In the records below, find every line with the word "info" and copy it.

::: Material shown

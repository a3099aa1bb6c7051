pub mod salt;
pub mod token;

pub use salt::*;
pub use token::*;

use crate::config::RelayConfig;
use crate::error::Result;

/// Construct a SaltProvider from relay config, honoring its assurance mode
pub fn from_config(cfg: &RelayConfig) -> Result<salt::SaltProvider> {
    salt::SaltProvider::from_secret(cfg.secret.as_deref(), cfg.fallback_salt_allowed)
}
//! logrelay: pseudonymize a web server's access-log pipe for analytics.
//!
//! Reads `ip|user_agent|timestamp|request|status|bytes|referrer` lines,
//! writes tokenized combined-log lines to the tracked file and loopback
//! traffic verbatim to the untracked file. SIGHUP reopens both outputs.

use clap::Parser;
use std::path::PathBuf;
use std::process::ExitCode;
use std::sync::Arc;
use std::time::Duration;
use tracing::{error, info};

use logrelay_core::{
    open_input, pseudonym, OutputRouter, RelayConfig, RotationCoordinator, RotationRequests, RotationWatcher,
    StreamPump,
};

#[derive(Parser, Debug)]
#[command(name = "logrelay", version, about = "Privacy-preserving access-log relay")]
struct Cli {
    /// JSON config file (falls back to $LOGRELAY_CONFIG)
    #[arg(short, long)]
    config: Option<PathBuf>,

    /// Input stream, usually a named pipe; `-` for stdin
    #[arg(short, long)]
    input: Option<PathBuf>,

    /// Output file for pseudonymized analytics lines
    #[arg(long)]
    tracked: Option<PathBuf>,

    /// Output file for internal (loopback) traffic
    #[arg(long)]
    untracked: Option<PathBuf>,

    /// Low-assurance mode: use a well-known salt when $SALT is unset
    #[arg(long)]
    allow_fallback_salt: bool,

    /// Skip fsync after each line
    #[arg(long)]
    no_sync: bool,

    /// Log level when RUST_LOG is not set
    #[arg(long, default_value = "info")]
    log_level: String,
}

impl Cli {
    fn apply(self, cfg: &mut RelayConfig) {
        if let Some(p) = self.input {
            cfg.input_path = p;
        }
        if let Some(p) = self.tracked {
            cfg.tracked_path = p;
        }
        if let Some(p) = self.untracked {
            cfg.untracked_path = p;
        }
        if self.allow_fallback_salt {
            cfg.fallback_salt_allowed = true;
        }
        if self.no_sync {
            cfg.sync_writes = false;
        }
    }
}

fn main() -> ExitCode {
    let cli = Cli::parse();

    tracing_subscriber::fmt()
        .with_env_filter(
            tracing_subscriber::EnvFilter::try_from_default_env()
                .unwrap_or_else(|_| tracing_subscriber::EnvFilter::new(&cli.log_level)),
        )
        .with_writer(std::io::stderr)
        .with_target(false)
        .init();

    match run(cli) {
        Ok(()) => ExitCode::SUCCESS,
        Err(e) => {
            let msg = format!("{:#}", e);
            error!(error = %msg, "logrelay failed");
            ExitCode::FAILURE
        }
    }
}

fn run(cli: Cli) -> anyhow::Result<()> {
    let mut cfg = RelayConfig::load(cli.config.as_deref())?;
    cli.apply(&mut cfg);

    info!(
        version = env!("CARGO_PKG_VERSION"),
        input = %cfg.input_path.display(),
        fallback_salt_allowed = cfg.fallback_salt_allowed,
        "logrelay starting"
    );

    let salts = pseudonym::from_config(&cfg)?;
    let router = Arc::new(OutputRouter::open(&cfg)?);

    let coordinator = Arc::new(RotationCoordinator::from_config(Arc::clone(&router), &cfg));
    let watcher = RotationWatcher::spawn(
        coordinator,
        RotationRequests::sighup(),
        Duration::from_millis(cfg.rotation_poll_ms.max(1)),
    )?;

    let input = open_input(&cfg)?;
    let stats = StreamPump::new(salts, router).run(input);
    watcher.shutdown();

    info!(accepted = stats.accepted(), written = stats.written(), "logrelay stopped");
    Ok(())
}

::::::

▶ [Answer space]:
use tracing::{error, info};
    #[arg(long, default_value = "info")]
    info!(
    info!(accepted = stats.accepted(), written = stats.written(), "logrelay stopped");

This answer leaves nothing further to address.